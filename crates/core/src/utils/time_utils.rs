use std::sync::{PoisonError, RwLock};

use chrono::{DateTime, Duration, NaiveDate, NaiveDateTime, Utc};

/// Source of the current instant.
///
/// Services that depend on "now" (trailing windows, cache expiry) take a
/// clock instead of calling `Utc::now()` so tests can pin time.
pub trait Clock: Send + Sync {
    fn now(&self) -> DateTime<Utc>;

    fn today(&self) -> NaiveDate {
        self.now().date_naive()
    }
}

/// Wall clock.
#[derive(Debug, Default, Clone, Copy)]
pub struct SystemClock;

impl Clock for SystemClock {
    fn now(&self) -> DateTime<Utc> {
        Utc::now()
    }
}

/// Clock pinned to a settable instant.
#[derive(Debug)]
pub struct FixedClock {
    instant: RwLock<DateTime<Utc>>,
}

impl FixedClock {
    pub fn new(instant: DateTime<Utc>) -> Self {
        Self {
            instant: RwLock::new(instant),
        }
    }

    /// Pins the clock to midnight UTC of the given day.
    pub fn at_date(date: NaiveDate) -> Self {
        Self::new(date.and_hms_opt(0, 0, 0).unwrap_or_default().and_utc())
    }

    pub fn set(&self, instant: DateTime<Utc>) {
        *self.instant.write().unwrap_or_else(PoisonError::into_inner) = instant;
    }

    pub fn advance(&self, by: Duration) {
        let mut guard = self.instant.write().unwrap_or_else(PoisonError::into_inner);
        *guard += by;
    }
}

impl Clock for FixedClock {
    fn now(&self) -> DateTime<Utc> {
        *self.instant.read().unwrap_or_else(PoisonError::into_inner)
    }
}

/// Current UTC time without timezone, as stored in `created_at`/`updated_at`.
pub fn now_naive() -> NaiveDateTime {
    Utc::now().naive_utc()
}
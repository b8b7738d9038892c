use async_trait::async_trait;

use super::incomes_model::{Income, NewIncome};
use crate::errors::Result;

#[async_trait]
pub trait IncomeRepositoryTrait: Send + Sync {
    /// Newest first.
    fn list(&self, user_id: &str) -> Result<Vec<Income>>;
    fn get_by_id(&self, user_id: &str, income_id: &str) -> Result<Income>;
    async fn create(&self, user_id: &str, new_income: NewIncome) -> Result<Income>;
    async fn update(&self, user_id: &str, income_id: &str, changes: NewIncome) -> Result<Income>;
    async fn delete(&self, user_id: &str, income_id: &str) -> Result<usize>;
    /// Removes incomes derived from the given invoice.
    async fn delete_by_invoice(&self, user_id: &str, invoice_id: &str) -> Result<usize>;
}

#[async_trait]
pub trait IncomeServiceTrait: Send + Sync {
    fn list_incomes(&self, user_id: &str) -> Result<Vec<Income>>;
    fn get_income(&self, user_id: &str, income_id: &str) -> Result<Income>;
    async fn create_income(&self, user_id: &str, new_income: NewIncome) -> Result<Income>;
    async fn update_income(
        &self,
        user_id: &str,
        income_id: &str,
        changes: NewIncome,
    ) -> Result<Income>;
    async fn delete_income(&self, user_id: &str, income_id: &str) -> Result<()>;
}
//! In-process caches.

mod ttl_cache;

pub use ttl_cache::{Generation, TtlCache};
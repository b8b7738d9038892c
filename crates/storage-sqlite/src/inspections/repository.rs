use std::sync::Arc;

use async_trait::async_trait;
use diesel::prelude::*;

use hivebook_core::inspections::{Inspection, InspectionRepositoryTrait, NewInspection};
use hivebook_core::utils::now_naive;
use hivebook_core::{Error, Result};

use super::model::{InspectionChangesDB, InspectionDB};
use crate::db::{get_connection, DbPool, WriteHandle};
use crate::errors::IntoCore;
use crate::schema::inspections;
use crate::utils::new_id;

pub struct InspectionRepository {
    pool: Arc<DbPool>,
    writer: WriteHandle,
}

impl InspectionRepository {
    pub fn new(pool: Arc<DbPool>, writer: WriteHandle) -> Self {
        Self { pool, writer }
    }
}

#[async_trait]
impl InspectionRepositoryTrait for InspectionRepository {
    fn list(&self, user_id: &str, hive_id: Option<&str>) -> Result<Vec<Inspection>> {
        let mut conn = get_connection(&self.pool)?;
        let mut query = inspections::table
            .filter(inspections::user_id.eq(user_id))
            .into_boxed();
        if let Some(hive_id) = hive_id {
            query = query.filter(inspections::hive_id.eq(hive_id));
        }
        let rows = query
            .order((
                inspections::inspected_on.desc(),
                inspections::created_at.desc(),
            ))
            .select(InspectionDB::as_select())
            .load(&mut conn)
            .into_core()?;
        Ok(rows.into_iter().map(Inspection::from).collect())
    }

    fn get_by_id(&self, user_id: &str, inspection_id: &str) -> Result<Inspection> {
        let mut conn = get_connection(&self.pool)?;
        inspections::table
            .filter(inspections::id.eq(inspection_id))
            .filter(inspections::user_id.eq(user_id))
            .select(InspectionDB::as_select())
            .first(&mut conn)
            .optional()
            .into_core()?
            .map(Inspection::from)
            .ok_or_else(|| Error::not_found("Inspection", inspection_id))
    }

    async fn create(&self, user_id: &str, new_inspection: NewInspection) -> Result<Inspection> {
        let row = InspectionDB::from_new(new_id(), user_id.to_string(), new_inspection, now_naive());
        self.writer
            .exec(move |conn| {
                diesel::insert_into(inspections::table)
                    .values(&row)
                    .returning(InspectionDB::as_returning())
                    .get_result(conn)
                    .into_core()
                    .map(Inspection::from)
            })
            .await
    }

    async fn update(
        &self,
        user_id: &str,
        inspection_id: &str,
        changes: NewInspection,
    ) -> Result<Inspection> {
        let changes = InspectionChangesDB::from((changes, now_naive()));
        let (user_id, inspection_id) = (user_id.to_string(), inspection_id.to_string());
        self.writer
            .exec(move |conn| {
                let updated = diesel::update(
                    inspections::table
                        .filter(inspections::id.eq(inspection_id.as_str()))
                        .filter(inspections::user_id.eq(user_id.as_str())),
                )
                .set(&changes)
                .returning(InspectionDB::as_returning())
                .get_result(conn)
                .optional()
                .into_core()?;
                updated
                    .map(Inspection::from)
                    .ok_or_else(|| Error::not_found("Inspection", inspection_id))
            })
            .await
    }

    async fn delete(&self, user_id: &str, inspection_id: &str) -> Result<usize> {
        let (user_id, inspection_id) = (user_id.to_string(), inspection_id.to_string());
        self.writer
            .exec(move |conn| {
                diesel::delete(
                    inspections::table
                        .filter(inspections::id.eq(inspection_id))
                        .filter(inspections::user_id.eq(user_id)),
                )
                .execute(conn)
                .into_core()
            })
            .await
    }
}
use std::sync::Arc;

use async_trait::async_trait;

use super::inventory_model::{InventoryItem, NewInventoryItem};
use super::inventory_traits::{InventoryRepositoryTrait, InventoryServiceTrait};
use crate::errors::{Error, Result};

pub struct InventoryService {
    repository: Arc<dyn InventoryRepositoryTrait>,
}

impl InventoryService {
    pub fn new(repository: Arc<dyn InventoryRepositoryTrait>) -> Self {
        Self { repository }
    }
}

#[async_trait]
impl InventoryServiceTrait for InventoryService {
    fn list_items(&self, user_id: &str) -> Result<Vec<InventoryItem>> {
        self.repository.list(user_id)
    }

    fn get_item(&self, user_id: &str, item_id: &str) -> Result<InventoryItem> {
        self.repository.get_by_id(user_id, item_id)
    }

    async fn create_item(
        &self,
        user_id: &str,
        new_item: NewInventoryItem,
    ) -> Result<InventoryItem> {
        new_item.validate()?;
        self.repository.create(user_id, new_item).await
    }

    async fn update_item(
        &self,
        user_id: &str,
        item_id: &str,
        changes: NewInventoryItem,
    ) -> Result<InventoryItem> {
        changes.validate()?;
        self.repository.update(user_id, item_id, changes).await
    }

    async fn delete_item(&self, user_id: &str, item_id: &str) -> Result<()> {
        match self.repository.delete(user_id, item_id).await? {
            0 => Err(Error::not_found("InventoryItem", item_id)),
            _ => Ok(()),
        }
    }
}
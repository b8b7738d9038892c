//! Field checks shared by the entity services.

use rust_decimal::Decimal;

use crate::errors::{Result, ValidationError};

pub fn require_non_empty(field: &str, value: &str) -> Result<()> {
    if value.trim().is_empty() {
        return Err(ValidationError::MissingField(field.to_string()).into());
    }
    Ok(())
}

pub fn require_non_negative(field: &str, value: Decimal) -> Result<()> {
    if value.is_sign_negative() && !value.is_zero() {
        return Err(ValidationError::NegativeAmount {
            field: field.to_string(),
        }
        .into());
    }
    Ok(())
}

pub fn require_coordinates(latitude: Option<f64>, longitude: Option<f64>) -> Result<()> {
    match (latitude, longitude) {
        (None, None) => Ok(()),
        (Some(lat), Some(lng)) => {
            if !(-90.0..=90.0).contains(&lat) {
                return Err(ValidationError::InvalidInput(format!(
                    "latitude {lat} is out of range"
                ))
                .into());
            }
            if !(-180.0..=180.0).contains(&lng) {
                return Err(ValidationError::InvalidInput(format!(
                    "longitude {lng} is out of range"
                ))
                .into());
            }
            Ok(())
        }
        _ => Err(ValidationError::InvalidInput(
            "latitude and longitude must be provided together".to_string(),
        )
        .into()),
    }
}

/// Trims the value and maps blank strings to `None`.
pub fn normalize_optional(value: Option<String>) -> Option<String> {
    value
        .map(|v| v.trim().to_string())
        .filter(|v| !v.is_empty())
}
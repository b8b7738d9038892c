//! SQLite storage implementation for hives.

mod model;
mod repository;

pub use model::{HiveDB, HiveChangesDB};
pub use repository::HiveRepository;
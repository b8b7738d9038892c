use async_trait::async_trait;

use super::expenses_model::{Expense, NewExpense};
use crate::errors::Result;

#[async_trait]
pub trait ExpenseRepositoryTrait: Send + Sync {
    /// Newest first.
    fn list(&self, user_id: &str) -> Result<Vec<Expense>>;
    fn get_by_id(&self, user_id: &str, expense_id: &str) -> Result<Expense>;
    async fn create(&self, user_id: &str, new_expense: NewExpense) -> Result<Expense>;
    async fn update(
        &self,
        user_id: &str,
        expense_id: &str,
        changes: NewExpense,
    ) -> Result<Expense>;
    async fn delete(&self, user_id: &str, expense_id: &str) -> Result<usize>;
}

#[async_trait]
pub trait ExpenseServiceTrait: Send + Sync {
    fn list_expenses(&self, user_id: &str) -> Result<Vec<Expense>>;
    fn get_expense(&self, user_id: &str, expense_id: &str) -> Result<Expense>;
    async fn create_expense(&self, user_id: &str, new_expense: NewExpense) -> Result<Expense>;
    async fn update_expense(
        &self,
        user_id: &str,
        expense_id: &str,
        changes: NewExpense,
    ) -> Result<Expense>;
    async fn delete_expense(&self, user_id: &str, expense_id: &str) -> Result<()>;
}
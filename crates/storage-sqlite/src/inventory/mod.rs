//! SQLite storage implementation for inventory items.

mod model;
mod repository;

pub use model::{InventoryItemChangesDB, InventoryItemDB};
pub use repository::InventoryRepository;
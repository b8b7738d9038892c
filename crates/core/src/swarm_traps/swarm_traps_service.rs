use std::sync::Arc;

use async_trait::async_trait;

use super::swarm_traps_model::{NewSwarmTrap, SwarmTrap};
use super::swarm_traps_traits::{SwarmTrapRepositoryTrait, SwarmTrapServiceTrait};
use crate::errors::{Error, Result};

pub struct SwarmTrapService {
    repository: Arc<dyn SwarmTrapRepositoryTrait>,
}

impl SwarmTrapService {
    pub fn new(repository: Arc<dyn SwarmTrapRepositoryTrait>) -> Self {
        Self { repository }
    }
}

#[async_trait]
impl SwarmTrapServiceTrait for SwarmTrapService {
    fn list_traps(&self, user_id: &str) -> Result<Vec<SwarmTrap>> {
        self.repository.list(user_id)
    }

    fn get_trap(&self, user_id: &str, trap_id: &str) -> Result<SwarmTrap> {
        self.repository.get_by_id(user_id, trap_id)
    }

    async fn create_trap(&self, user_id: &str, new_trap: NewSwarmTrap) -> Result<SwarmTrap> {
        new_trap.validate()?;
        self.repository.create(user_id, new_trap).await
    }

    async fn update_trap(
        &self,
        user_id: &str,
        trap_id: &str,
        changes: NewSwarmTrap,
    ) -> Result<SwarmTrap> {
        changes.validate()?;
        self.repository.update(user_id, trap_id, changes).await
    }

    async fn delete_trap(&self, user_id: &str, trap_id: &str) -> Result<()> {
        match self.repository.delete(user_id, trap_id).await? {
            0 => Err(Error::not_found("SwarmTrap", trap_id)),
            _ => Ok(()),
        }
    }
}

What is needed => Extract the lines of the preceding material that run from the line with "can pin time." through the line with "fn list_incomes(&self, user_id: &str)", inclusive, reproducing them exactly and adding nothing.

Exercise answer =>
/// clock instead of calling `Utc::now()` so tests can pin time.
pub trait Clock: Send + Sync {
    fn now(&self) -> DateTime<Utc>;

    fn today(&self) -> NaiveDate {
        self.now().date_naive()
    }
}

/// Wall clock.
#[derive(Debug, Default, Clone, Copy)]
pub struct SystemClock;

impl Clock for SystemClock {
    fn now(&self) -> DateTime<Utc> {
        Utc::now()
    }
}

/// Clock pinned to a settable instant.
#[derive(Debug)]
pub struct FixedClock {
    instant: RwLock<DateTime<Utc>>,
}

impl FixedClock {
    pub fn new(instant: DateTime<Utc>) -> Self {
        Self {
            instant: RwLock::new(instant),
        }
    }

    /// Pins the clock to midnight UTC of the given day.
    pub fn at_date(date: NaiveDate) -> Self {
        Self::new(date.and_hms_opt(0, 0, 0).unwrap_or_default().and_utc())
    }

    pub fn set(&self, instant: DateTime<Utc>) {
        *self.instant.write().unwrap_or_else(PoisonError::into_inner) = instant;
    }

    pub fn advance(&self, by: Duration) {
        let mut guard = self.instant.write().unwrap_or_else(PoisonError::into_inner);
        *guard += by;
    }
}

impl Clock for FixedClock {
    fn now(&self) -> DateTime<Utc> {
        *self.instant.read().unwrap_or_else(PoisonError::into_inner)
    }
}

/// Current UTC time without timezone, as stored in `created_at`/`updated_at`.
pub fn now_naive() -> NaiveDateTime {
    Utc::now().naive_utc()
}
repository b8b7738d9038892c
use async_trait::async_trait;

use super::incomes_model::{Income, NewIncome};
use crate::errors::Result;

#[async_trait]
pub trait IncomeRepositoryTrait: Send + Sync {
    /// Newest first.
    fn list(&self, user_id: &str) -> Result<Vec<Income>>;
    fn get_by_id(&self, user_id: &str, income_id: &str) -> Result<Income>;
    async fn create(&self, user_id: &str, new_income: NewIncome) -> Result<Income>;
    async fn update(&self, user_id: &str, income_id: &str, changes: NewIncome) -> Result<Income>;
    async fn delete(&self, user_id: &str, income_id: &str) -> Result<usize>;
    /// Removes incomes derived from the given invoice.
    async fn delete_by_invoice(&self, user_id: &str, invoice_id: &str) -> Result<usize>;
}

#[async_trait]
pub trait IncomeServiceTrait: Send + Sync {
    fn list_incomes(&self, user_id: &str) -> Result<Vec<Income>>;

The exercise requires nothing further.